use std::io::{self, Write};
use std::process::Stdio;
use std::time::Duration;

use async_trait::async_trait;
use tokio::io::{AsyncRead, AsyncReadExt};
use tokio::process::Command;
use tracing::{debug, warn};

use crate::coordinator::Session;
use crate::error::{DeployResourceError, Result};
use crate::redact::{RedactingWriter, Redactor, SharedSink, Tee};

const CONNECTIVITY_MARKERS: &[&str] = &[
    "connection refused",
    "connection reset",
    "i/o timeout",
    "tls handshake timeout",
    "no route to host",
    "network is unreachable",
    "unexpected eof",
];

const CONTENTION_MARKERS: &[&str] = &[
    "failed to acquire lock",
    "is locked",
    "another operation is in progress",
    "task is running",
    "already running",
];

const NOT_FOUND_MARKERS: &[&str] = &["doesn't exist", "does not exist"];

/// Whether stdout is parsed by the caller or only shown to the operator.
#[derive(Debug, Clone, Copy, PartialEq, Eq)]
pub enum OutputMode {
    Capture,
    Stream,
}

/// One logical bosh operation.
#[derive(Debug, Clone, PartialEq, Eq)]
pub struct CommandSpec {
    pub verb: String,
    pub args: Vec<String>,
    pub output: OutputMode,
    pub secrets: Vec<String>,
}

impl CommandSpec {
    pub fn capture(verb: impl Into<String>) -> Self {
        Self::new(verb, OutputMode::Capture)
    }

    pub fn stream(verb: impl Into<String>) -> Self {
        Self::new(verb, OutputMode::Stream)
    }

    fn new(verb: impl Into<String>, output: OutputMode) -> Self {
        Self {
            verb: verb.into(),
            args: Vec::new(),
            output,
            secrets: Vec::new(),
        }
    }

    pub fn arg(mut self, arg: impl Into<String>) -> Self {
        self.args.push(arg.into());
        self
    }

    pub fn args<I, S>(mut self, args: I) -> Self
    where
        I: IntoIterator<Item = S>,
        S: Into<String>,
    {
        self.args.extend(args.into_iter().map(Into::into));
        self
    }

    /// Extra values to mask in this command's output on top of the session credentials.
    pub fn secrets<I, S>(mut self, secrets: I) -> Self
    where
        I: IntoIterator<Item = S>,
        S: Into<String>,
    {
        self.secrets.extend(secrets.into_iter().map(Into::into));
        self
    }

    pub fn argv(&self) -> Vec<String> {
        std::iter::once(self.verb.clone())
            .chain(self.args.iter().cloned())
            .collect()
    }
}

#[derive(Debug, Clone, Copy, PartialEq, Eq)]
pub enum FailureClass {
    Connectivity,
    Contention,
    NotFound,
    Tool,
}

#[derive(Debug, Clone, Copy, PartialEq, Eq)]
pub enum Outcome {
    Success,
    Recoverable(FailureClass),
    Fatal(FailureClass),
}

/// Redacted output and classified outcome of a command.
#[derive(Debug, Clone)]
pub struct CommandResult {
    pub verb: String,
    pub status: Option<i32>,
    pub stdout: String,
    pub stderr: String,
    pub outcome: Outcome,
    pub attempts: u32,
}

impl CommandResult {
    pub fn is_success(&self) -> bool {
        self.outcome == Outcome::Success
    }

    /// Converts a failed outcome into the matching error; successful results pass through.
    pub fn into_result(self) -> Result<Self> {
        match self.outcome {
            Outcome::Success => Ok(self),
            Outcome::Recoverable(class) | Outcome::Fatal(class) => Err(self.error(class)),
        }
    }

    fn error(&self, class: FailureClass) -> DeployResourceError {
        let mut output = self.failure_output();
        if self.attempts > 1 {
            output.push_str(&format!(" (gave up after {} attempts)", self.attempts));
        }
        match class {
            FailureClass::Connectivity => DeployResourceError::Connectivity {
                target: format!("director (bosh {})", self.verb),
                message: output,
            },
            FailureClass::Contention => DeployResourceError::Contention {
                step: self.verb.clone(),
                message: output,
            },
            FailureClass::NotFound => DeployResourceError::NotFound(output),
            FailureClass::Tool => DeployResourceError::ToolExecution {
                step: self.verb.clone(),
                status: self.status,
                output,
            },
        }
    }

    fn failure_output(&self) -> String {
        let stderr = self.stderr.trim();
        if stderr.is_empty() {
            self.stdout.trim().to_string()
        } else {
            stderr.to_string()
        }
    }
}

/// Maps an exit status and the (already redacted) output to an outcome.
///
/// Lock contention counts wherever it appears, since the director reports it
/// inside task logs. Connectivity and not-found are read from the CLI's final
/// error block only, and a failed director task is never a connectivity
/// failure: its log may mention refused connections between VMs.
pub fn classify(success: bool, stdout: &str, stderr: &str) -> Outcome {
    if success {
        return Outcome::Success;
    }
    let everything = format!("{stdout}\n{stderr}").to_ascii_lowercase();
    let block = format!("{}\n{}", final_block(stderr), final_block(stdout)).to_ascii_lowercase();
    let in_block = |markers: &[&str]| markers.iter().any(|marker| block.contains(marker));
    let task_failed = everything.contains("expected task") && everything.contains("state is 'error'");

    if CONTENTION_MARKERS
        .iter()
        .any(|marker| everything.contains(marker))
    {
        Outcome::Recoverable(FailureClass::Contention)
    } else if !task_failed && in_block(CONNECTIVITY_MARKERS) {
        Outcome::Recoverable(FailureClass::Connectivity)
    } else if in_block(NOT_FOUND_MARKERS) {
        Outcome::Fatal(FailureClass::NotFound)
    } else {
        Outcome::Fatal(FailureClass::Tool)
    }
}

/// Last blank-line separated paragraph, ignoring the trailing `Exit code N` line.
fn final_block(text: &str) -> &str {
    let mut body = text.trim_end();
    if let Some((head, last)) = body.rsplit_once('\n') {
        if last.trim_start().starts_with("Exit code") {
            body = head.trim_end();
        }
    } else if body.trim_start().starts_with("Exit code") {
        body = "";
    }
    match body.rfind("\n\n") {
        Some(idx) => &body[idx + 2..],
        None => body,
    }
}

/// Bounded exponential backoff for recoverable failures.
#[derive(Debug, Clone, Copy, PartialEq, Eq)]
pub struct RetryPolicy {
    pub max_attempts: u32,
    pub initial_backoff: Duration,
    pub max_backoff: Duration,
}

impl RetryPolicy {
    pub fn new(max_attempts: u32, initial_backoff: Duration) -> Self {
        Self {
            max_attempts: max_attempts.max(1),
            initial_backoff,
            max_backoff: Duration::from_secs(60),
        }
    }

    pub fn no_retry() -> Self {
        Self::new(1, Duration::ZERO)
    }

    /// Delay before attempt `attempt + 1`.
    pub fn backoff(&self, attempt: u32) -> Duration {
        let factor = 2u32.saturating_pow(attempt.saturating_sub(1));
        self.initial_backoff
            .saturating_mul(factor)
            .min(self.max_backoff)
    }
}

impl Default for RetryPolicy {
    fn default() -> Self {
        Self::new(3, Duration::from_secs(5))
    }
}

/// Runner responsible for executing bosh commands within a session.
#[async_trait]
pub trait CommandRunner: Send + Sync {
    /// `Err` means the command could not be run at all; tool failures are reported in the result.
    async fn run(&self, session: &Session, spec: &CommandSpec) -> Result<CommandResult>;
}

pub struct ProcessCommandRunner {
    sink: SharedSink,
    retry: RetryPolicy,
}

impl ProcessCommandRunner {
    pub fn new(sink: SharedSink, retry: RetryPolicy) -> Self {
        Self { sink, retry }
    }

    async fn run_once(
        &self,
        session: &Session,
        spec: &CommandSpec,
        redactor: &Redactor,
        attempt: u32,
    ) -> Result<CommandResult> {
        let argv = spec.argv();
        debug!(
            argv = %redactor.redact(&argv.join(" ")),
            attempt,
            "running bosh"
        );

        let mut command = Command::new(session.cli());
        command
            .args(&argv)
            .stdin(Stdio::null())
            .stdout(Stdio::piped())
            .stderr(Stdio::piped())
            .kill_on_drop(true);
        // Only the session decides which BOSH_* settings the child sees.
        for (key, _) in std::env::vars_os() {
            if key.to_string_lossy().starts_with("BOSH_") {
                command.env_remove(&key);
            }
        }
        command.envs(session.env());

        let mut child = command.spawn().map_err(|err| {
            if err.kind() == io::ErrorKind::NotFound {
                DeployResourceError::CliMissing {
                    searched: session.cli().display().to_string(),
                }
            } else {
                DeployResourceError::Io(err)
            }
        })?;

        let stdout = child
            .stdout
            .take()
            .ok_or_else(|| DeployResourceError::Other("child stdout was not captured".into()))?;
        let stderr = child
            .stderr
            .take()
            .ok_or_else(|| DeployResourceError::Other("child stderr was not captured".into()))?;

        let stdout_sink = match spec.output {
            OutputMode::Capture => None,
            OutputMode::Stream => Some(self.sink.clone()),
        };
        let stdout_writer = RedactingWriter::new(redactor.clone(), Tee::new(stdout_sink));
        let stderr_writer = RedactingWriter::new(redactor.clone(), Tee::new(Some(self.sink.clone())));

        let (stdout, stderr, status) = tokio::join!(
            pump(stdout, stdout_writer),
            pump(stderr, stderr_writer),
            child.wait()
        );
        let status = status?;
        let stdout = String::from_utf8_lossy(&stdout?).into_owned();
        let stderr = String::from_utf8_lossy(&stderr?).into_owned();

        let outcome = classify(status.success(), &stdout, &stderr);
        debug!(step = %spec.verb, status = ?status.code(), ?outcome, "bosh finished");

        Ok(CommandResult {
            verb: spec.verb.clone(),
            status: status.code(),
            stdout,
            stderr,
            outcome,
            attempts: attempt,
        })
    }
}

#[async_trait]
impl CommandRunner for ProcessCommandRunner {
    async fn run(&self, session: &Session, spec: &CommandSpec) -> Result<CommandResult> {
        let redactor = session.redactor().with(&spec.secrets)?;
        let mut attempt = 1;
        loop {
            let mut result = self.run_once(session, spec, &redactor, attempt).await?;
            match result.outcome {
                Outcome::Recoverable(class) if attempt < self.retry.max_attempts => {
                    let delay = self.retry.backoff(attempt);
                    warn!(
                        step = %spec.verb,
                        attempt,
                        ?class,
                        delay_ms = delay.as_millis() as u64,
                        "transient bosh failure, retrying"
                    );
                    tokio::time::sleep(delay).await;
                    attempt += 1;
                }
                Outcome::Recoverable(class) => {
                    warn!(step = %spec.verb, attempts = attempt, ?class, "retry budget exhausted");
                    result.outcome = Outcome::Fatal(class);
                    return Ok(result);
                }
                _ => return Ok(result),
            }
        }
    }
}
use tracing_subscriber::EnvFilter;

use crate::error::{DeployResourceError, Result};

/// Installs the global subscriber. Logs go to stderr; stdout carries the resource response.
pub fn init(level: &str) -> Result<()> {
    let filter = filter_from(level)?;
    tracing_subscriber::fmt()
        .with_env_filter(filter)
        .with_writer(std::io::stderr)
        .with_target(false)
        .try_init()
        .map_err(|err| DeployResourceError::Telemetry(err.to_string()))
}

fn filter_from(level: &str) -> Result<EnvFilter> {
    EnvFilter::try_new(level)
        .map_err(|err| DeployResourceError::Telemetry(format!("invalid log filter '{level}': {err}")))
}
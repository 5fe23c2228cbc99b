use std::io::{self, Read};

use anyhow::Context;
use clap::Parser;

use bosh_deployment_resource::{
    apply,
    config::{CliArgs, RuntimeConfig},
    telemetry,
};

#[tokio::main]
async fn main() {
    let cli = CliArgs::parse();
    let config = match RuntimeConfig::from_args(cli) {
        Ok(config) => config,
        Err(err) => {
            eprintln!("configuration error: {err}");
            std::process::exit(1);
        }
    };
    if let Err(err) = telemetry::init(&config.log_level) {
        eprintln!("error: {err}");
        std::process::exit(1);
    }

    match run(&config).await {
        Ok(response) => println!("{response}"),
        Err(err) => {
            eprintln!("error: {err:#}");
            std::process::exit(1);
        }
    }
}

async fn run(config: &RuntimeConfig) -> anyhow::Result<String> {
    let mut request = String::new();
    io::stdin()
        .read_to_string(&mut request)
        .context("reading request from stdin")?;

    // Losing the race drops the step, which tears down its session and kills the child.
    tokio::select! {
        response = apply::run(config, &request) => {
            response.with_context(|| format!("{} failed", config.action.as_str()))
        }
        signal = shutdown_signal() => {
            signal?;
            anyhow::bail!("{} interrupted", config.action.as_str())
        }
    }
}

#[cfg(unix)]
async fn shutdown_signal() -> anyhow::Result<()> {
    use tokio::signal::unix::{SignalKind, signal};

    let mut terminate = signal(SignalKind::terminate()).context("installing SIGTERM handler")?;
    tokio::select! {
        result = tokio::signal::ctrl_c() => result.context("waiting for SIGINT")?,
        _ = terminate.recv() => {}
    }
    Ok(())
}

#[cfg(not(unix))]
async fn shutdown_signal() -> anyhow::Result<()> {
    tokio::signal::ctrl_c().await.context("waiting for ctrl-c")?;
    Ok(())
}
______
**YOUR INSTRUCTIONS:**
Go through the records above and copy every line with the word "OutputMode".

**EXERCISE ANSWER:**
pub enum OutputMode {
    pub output: OutputMode,
        Self::new(verb, OutputMode::Capture)
        Self::new(verb, OutputMode::Stream)
    fn new(verb: impl Into<String>, output: OutputMode) -> Self {
            OutputMode::Capture => None,
            OutputMode::Stream => Some(self.sink.clone()),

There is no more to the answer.